Mario Monti will Parlamente entmachten

06. August 2012, 06:16 | Kategorien: Politik | Schlagworte: , | von Redaktion
Foto: Roberto Pfeil/dapd
Redaktion

Je länger die Schuldenkrise andauert, um so deutlicher wird klar, dass das Projekt Europa Tendenzen zur Entdemokratisierung in sich birgt. Jüngstes Beispiel für diesen sich gegenwärtig verstärkenden Trend sind die Äußerungen des italienischen Ministerpräsidenten Mario Monti gegenüber dem Spiegel. Dort diagnostiziert er durch die Schuldenkrise Auflösungserscheinungen.
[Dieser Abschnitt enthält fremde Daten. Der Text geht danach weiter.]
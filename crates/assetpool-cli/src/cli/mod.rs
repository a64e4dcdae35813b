//! CLI for the assetpool remote asset cache.

mod commands;

use anyhow::Result;
use assetpool_core::config;
use assetpool_core::site::SiteInfo;
use clap::{Args, Parser, Subcommand};

use commands::{run_probe, run_resolve, run_rewrite, run_status, ResolveArgs};

/// Top-level CLI for assetpool.
#[derive(Debug, Parser)]
#[command(name = "assetpool")]
#[command(about = "assetpool: rewrite, probe and cache learning-site file URLs", long_about = None)]
pub struct Cli {
    #[command(subcommand)]
    pub command: CliCommand,
}

/// The site a URL belongs to.
#[derive(Debug, Clone, Args)]
pub struct SiteArgs {
    /// Site base URL, e.g. https://school.example.com
    #[arg(long)]
    pub site_url: String,
    /// Web service token.
    #[arg(long, default_value = "")]
    pub token: String,
    /// Per-user access key for token-path URLs.
    #[arg(long)]
    pub access_key: Option<String>,
    /// Site identifier used for cache paths.
    #[arg(long, default_value = "default")]
    pub site_id: String,
}

impl SiteArgs {
    pub fn to_site_info(&self) -> SiteInfo {
        SiteInfo {
            id: self.site_id.clone(),
            url: self.site_url.clone(),
            token: self.token.clone(),
            access_key: self.access_key.clone(),
        }
    }
}

#[derive(Debug, Subcommand)]
pub enum CliCommand {
    /// Print the fetchable form of a file URL (no network).
    Rewrite {
        url: String,
        #[command(flatten)]
        site: SiteArgs,
        /// Use the token-query form even when an access key is given.
        #[arg(long)]
        legacy: bool,
    },

    /// Check whether the site serves token-path URLs.
    Probe {
        /// A plugin-file URL of the site.
        url: String,
        #[command(flatten)]
        site: SiteArgs,
    },

    /// Resolve a URL through the local cache, downloading per policy.
    Resolve(ResolveArgs),

    /// Show cached files.
    Status,
}

impl CliCommand {
    pub async fn run_from_args() -> Result<()> {
        let cli = Cli::parse();
        let cfg = config::load_or_init()?;
        tracing::debug!("loaded config: {:?}", cfg);

        match cli.command {
            CliCommand::Rewrite { url, site, legacy } => run_rewrite(&url, &site, legacy),
            CliCommand::Probe { url, site } => run_probe(&url, &site, &cfg).await?,
            CliCommand::Resolve(args) => run_resolve(&args, &cfg).await?,
            CliCommand::Status => run_status()?,
        }

        Ok(())
    }
}
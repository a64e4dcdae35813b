//! Token-path capability probing.
//!
//! Whether a site serves `tokenpluginfile.php` is checked with one network
//! request per site per session. Results are stored on the [`Site`]; a probe
//! that is still running is shared with every caller that arrives meanwhile.

mod connectivity;

use std::sync::Arc;

use async_trait::async_trait;
use futures_util::FutureExt;

use crate::error::ProbeError;
use crate::site::{Site, TokenPathSupport};
use crate::url_rewrite::{can_use_token_path, rewrite_with_dialect, UrlDialect};

pub use connectivity::{AlwaysOnline, Connectivity, SharedConnectivity};

/// Network reachability check for a fully rewritten URL.
///
/// `Ok(false)` means the server answered but the URL does not work;
/// `Err` means the question could not be answered (transport failure).
#[async_trait]
pub trait Reachability: Send + Sync {
    async fn url_is_reachable(&self, url: &str) -> Result<bool, ProbeError>;
}

/// Decides, once per site, whether the token-path URL form works.
#[derive(Clone)]
pub struct CapabilityProber {
    reachability: Arc<dyn Reachability>,
    connectivity: Arc<dyn Connectivity>,
}

impl CapabilityProber {
    pub fn new(reachability: Arc<dyn Reachability>, connectivity: Arc<dyn Connectivity>) -> Self {
        Self {
            reachability,
            connectivity,
        }
    }

    pub fn connectivity(&self) -> &Arc<dyn Connectivity> {
        &self.connectivity
    }

    /// True if the token-path form can be used for `url` on `site`.
    ///
    /// URLs the token-path form cannot express answer `false` without any
    /// network traffic. While offline the answer is an optimistic `true`
    /// that is not remembered. A transport failure answers `false` for this
    /// call only and leaves the flag unknown.
    pub async fn probe(&self, url: &str, site: &Arc<Site>) -> bool {
        if !can_use_token_path(url, site.url(), site.access_key()) {
            return false;
        }

        let pending = {
            let mut state = site.capability_state();
            match state.support {
                TokenPathSupport::Supported => return true,
                TokenPathSupport::Unsupported => return false,
                TokenPathSupport::Unknown => {}
            }
            if let Some(pending) = &state.in_flight {
                tracing::debug!(site = %site.id(), "joining in-flight token-path probe");
                pending.clone()
            } else if !self.connectivity.is_online() {
                tracing::debug!(site = %site.id(), "offline; assuming token-path works without caching");
                return true;
            } else {
                let probe_url = rewrite_with_dialect(
                    url,
                    site.token(),
                    site.url(),
                    site.access_key(),
                    UrlDialect::TokenPath,
                );
                let pending = self.spawn_probe(Arc::clone(site), probe_url);
                state.in_flight = Some(pending.clone());
                pending
            }
        };

        pending.await
    }

    fn spawn_probe(&self, site: Arc<Site>, probe_url: String) -> crate::site::ProbeFuture {
        let reachability = Arc::clone(&self.reachability);
        let owner = Arc::clone(&site);
        tracing::debug!(site = %site.id(), url = %probe_url, "probing token-path support");
        let handle = tokio::spawn(async move {
            let outcome = reachability.url_is_reachable(&probe_url).await;
            let mut state = site.capability_state();
            state.in_flight = None;
            match outcome {
                Ok(works) => {
                    state.support = if works {
                        TokenPathSupport::Supported
                    } else {
                        TokenPathSupport::Unsupported
                    };
                    tracing::info!(site = %site.id(), supported = works, "token-path support settled");
                    works
                }
                Err(e) => {
                    tracing::warn!(site = %site.id(), "token-path probe failed, will retry: {}", e);
                    false
                }
            }
        });
        async move {
            match handle.await {
                Ok(works) => works,
                Err(e) => {
                    tracing::warn!(site = %owner.id(), "token-path probe task failed: {}", e);
                    owner.capability_state().in_flight = None;
                    false
                }
            }
        }
        .boxed()
        .shared()
    }
}
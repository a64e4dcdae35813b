//! Cache entry and download state.

use serde::{Deserialize, Serialize};

use crate::store::LocalHandle;

/// Download state of one stored file.
#[derive(Debug, Clone, Copy, PartialEq, Eq, Default, Serialize, Deserialize)]
pub enum DownloadState {
    #[default]
    NotDownloaded,
    Downloading,
    Downloaded,
    Failed,
}

/// Owner of a cached file (component plus its instance id).
#[derive(Debug, Clone, PartialEq, Eq, PartialOrd, Ord, Serialize, Deserialize)]
pub struct ComponentLink {
    pub component: String,
    pub component_id: String,
}

/// What the filepool knows about one stored file.
#[derive(Debug, Clone, Default, PartialEq, Eq, Serialize, Deserialize)]
pub struct CacheEntry {
    /// Canonical remote URL.
    pub remote_url: String,
    pub local: Option<LocalHandle>,
    pub state: DownloadState,
    /// Wall-clock seconds of the last completed download.
    #[serde(default)]
    pub downloaded_at: Option<u64>,
    /// Remote revision the local copy was fetched at.
    #[serde(default)]
    pub time_modified: u64,
    /// Set by invalidation; cleared by the next completed download.
    #[serde(default)]
    pub stale: bool,
    #[serde(default)]
    pub last_error: Option<String>,
    #[serde(default)]
    pub links: Vec<ComponentLink>,
}

impl CacheEntry {
    pub fn new(remote_url: &str) -> Self {
        Self {
            remote_url: remote_url.to_string(),
            ..Self::default()
        }
    }

    /// Record an owner; no-op if already linked. Empty components are not links.
    pub fn add_link(&mut self, component: &str, component_id: &str) {
        if component.is_empty() {
            return;
        }
        let link = ComponentLink {
            component: component.to_string(),
            component_id: component_id.to_string(),
        };
        if let Err(pos) = self.links.binary_search(&link) {
            self.links.insert(pos, link);
        }
    }

    /// True if the local copy should be fetched again.
    ///
    /// `remote_time_modified` is the caller's revision hint (0 = unknown).
    pub fn is_outdated(&self, remote_time_modified: u64, now: u64, max_age_secs: Option<u64>) -> bool {
        if self.stale || remote_time_modified > self.time_modified {
            return true;
        }
        match (max_age_secs, self.downloaded_at) {
            (Some(max_age), Some(at)) => now.saturating_sub(at) > max_age,
            _ => false,
        }
    }
}
//! Blocking "does this URL work" check.

use std::time::Duration;

/// Statuses some servers return for HEAD even when GET would succeed.
const HEAD_REJECTED: &[u32] = &[405, 501];

fn configure(easy: &mut curl::easy::Easy, url: &str, connect_timeout: Duration) -> Result<(), curl::Error> {
    easy.url(url)?;
    easy.follow_location(true)?;
    easy.connect_timeout(connect_timeout)?;
    easy.timeout(connect_timeout.saturating_mul(2))?;
    Ok(())
}

fn head_status(url: &str, connect_timeout: Duration) -> Result<u32, curl::Error> {
    let mut easy = curl::easy::Easy::new();
    configure(&mut easy, url, connect_timeout)?;
    easy.nobody(true)?;
    easy.perform()?;
    easy.response_code()
}

/// One-byte ranged GET for servers that refuse HEAD. The body is discarded.
fn range_get_status(url: &str, connect_timeout: Duration) -> Result<u32, curl::Error> {
    let mut easy = curl::easy::Easy::new();
    configure(&mut easy, url, connect_timeout)?;
    easy.range("0-0")?;
    {
        let mut transfer = easy.transfer();
        transfer.write_function(|data| Ok(data.len()))?;
        transfer.perform()?;
    }
    easy.response_code()
}

/// True if `url` answers with a 2xx status (following redirects).
///
/// Runs in the current thread; call from `spawn_blocking` in async code.
pub fn url_works(url: &str, connect_timeout: Duration) -> Result<bool, curl::Error> {
    let mut code = head_status(url, connect_timeout)?;
    if HEAD_REJECTED.contains(&code) {
        tracing::debug!(url, code, "HEAD rejected, retrying with ranged GET");
        code = range_get_status(url, connect_timeout)?;
    }
    Ok((200..300).contains(&code))
}
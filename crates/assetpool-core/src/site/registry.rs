//! Registry of logged-in sites, created at session start and torn down at the end.

use std::collections::HashMap;
use std::sync::{Arc, RwLock};

use super::entry::{Site, SiteInfo};

/// Sites by id plus the one currently in use.
///
/// Shared by `Arc` between the filepool and the bindings; there is no global
/// instance.
#[derive(Debug, Default)]
pub struct SiteRegistry {
    sites: RwLock<HashMap<String, Arc<Site>>>,
    current: RwLock<Option<String>>,
}

impl SiteRegistry {
    pub fn new() -> Self {
        Self::default()
    }

    /// Register a site at login. Replaces any previous session for the same id,
    /// which also resets its capability flag. The first site becomes current.
    pub fn add_site(&self, info: SiteInfo) -> Arc<Site> {
        let id = info.id.clone();
        let site = Arc::new(Site::new(info));
        self.sites
            .write()
            .unwrap_or_else(|e| e.into_inner())
            .insert(id.clone(), Arc::clone(&site));
        let mut current = self.current.write().unwrap_or_else(|e| e.into_inner());
        if current.is_none() {
            *current = Some(id.clone());
        }
        tracing::info!(site = %id, url = %site.url(), "site added");
        site
    }

    /// Drop a site at logout. Clears the current site if it was this one.
    pub fn remove_site(&self, id: &str) -> Option<Arc<Site>> {
        let removed = self
            .sites
            .write()
            .unwrap_or_else(|e| e.into_inner())
            .remove(id);
        let mut current = self.current.write().unwrap_or_else(|e| e.into_inner());
        if current.as_deref() == Some(id) {
            *current = None;
        }
        if removed.is_some() {
            tracing::info!(site = %id, "site removed");
        }
        removed
    }

    pub fn get_site(&self, id: &str) -> Option<Arc<Site>> {
        self.sites
            .read()
            .unwrap_or_else(|e| e.into_inner())
            .get(id)
            .cloned()
    }

    /// Make `id` the current site. Returns false if no such site is registered.
    pub fn set_current(&self, id: &str) -> bool {
        if self.get_site(id).is_none() {
            return false;
        }
        *self.current.write().unwrap_or_else(|e| e.into_inner()) = Some(id.to_string());
        true
    }

    pub fn current_site(&self) -> Option<Arc<Site>> {
        let id = self
            .current
            .read()
            .unwrap_or_else(|e| e.into_inner())
            .clone()?;
        self.get_site(&id)
    }

    pub fn site_ids(&self) -> Vec<String> {
        let mut ids: Vec<String> = self
            .sites
            .read()
            .unwrap_or_else(|e| e.into_inner())
            .keys()
            .cloned()
            .collect();
        ids.sort();
        ids
    }
}
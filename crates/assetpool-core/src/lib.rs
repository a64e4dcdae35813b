//! Remote-asset resolution and local caching.
//!
//! Rewrites learning-site file URLs into fetchable forms, probes which form a
//! site supports, downloads assets into a local store and binds rendered
//! elements to the best available URL.

pub mod config;
pub mod error;
pub mod logging;

pub mod binding;
pub mod fetch;
pub mod filepool;
pub mod probe;
pub mod retry;
pub mod site;
pub mod store;
pub mod url_model;
pub mod url_rewrite;
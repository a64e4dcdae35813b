//! Bindings for elements found in formatted rich text.

use std::sync::Arc;

use super::{BindingContext, ContentInputs, ExternalContent, RenderTarget};

/// Attributes moved from the element into the binding's inputs.
const URL_ATTRIBUTES: [&str; 4] = ["src", "href", "xlink:href", "poster"];

/// Take over an already rendered element: its URL attributes become the
/// binding's inputs and are removed so the untreated URLs are never fetched.
///
/// Returns `None` without touching the element when the context names no site.
pub async fn attach_external_content(
    target: Arc<dyn RenderTarget>,
    ctx: BindingContext,
) -> Option<ExternalContent> {
    ctx.site_id.as_ref()?;

    let inputs = ContentInputs {
        url: target
            .attribute("src")
            .or_else(|| target.attribute("href"))
            .or_else(|| target.attribute("xlink:href")),
        poster_url: target.attribute("poster"),
    };
    for attr in URL_ATTRIBUTES {
        target.remove_attribute(attr);
    }

    let binding = ExternalContent::new(target, ctx, inputs);
    binding.attach().await;
    Some(binding)
}

/// Attach every element concurrently; elements are returned in input order.
pub async fn attach_all(
    targets: Vec<Arc<dyn RenderTarget>>,
    ctx: &BindingContext,
) -> Vec<ExternalContent> {
    let pending = targets
        .into_iter()
        .map(|target| attach_external_content(target, ctx.clone()));
    futures_util::future::join_all(pending)
        .await
        .into_iter()
        .flatten()
        .collect()
}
Monti: »Die Spannungen, die in den letzten Jahren die Euro-Zone begleiten, tragen bereits die Züge einer psychologischen Auflösung Europas.« Die Lösung, die er für dieses Problem anbietet, ist allerdings undemokratisch: Die Parlamente, fordert Monti, sollen in ihrer Funktion als Kontrollorgan reduziert werden; die Regierungen sollen freie Hand erhalten.

Weiterhin sagte er: »Wenn sich Regierungen vollständig durch die Entscheidungen ihrer Parlamente binden ließen, ohne einen eigenen Verhandlungsspielraum zu bewahren, wäre das Auseinanderbrechen Europas wahrscheinlicher als eine engere Integration.« Mit anderen Worten: Die Integration Europas verläuft über die Entmachtung der Parlamente. Für den Technokraten Monti ist das sicher eine plausible Lösung, schließlich ist er kein demokratisch legitimierter Politiker, sondern bloß der Chef einer nicht durch Wahlen legitimierten Expertenregierung.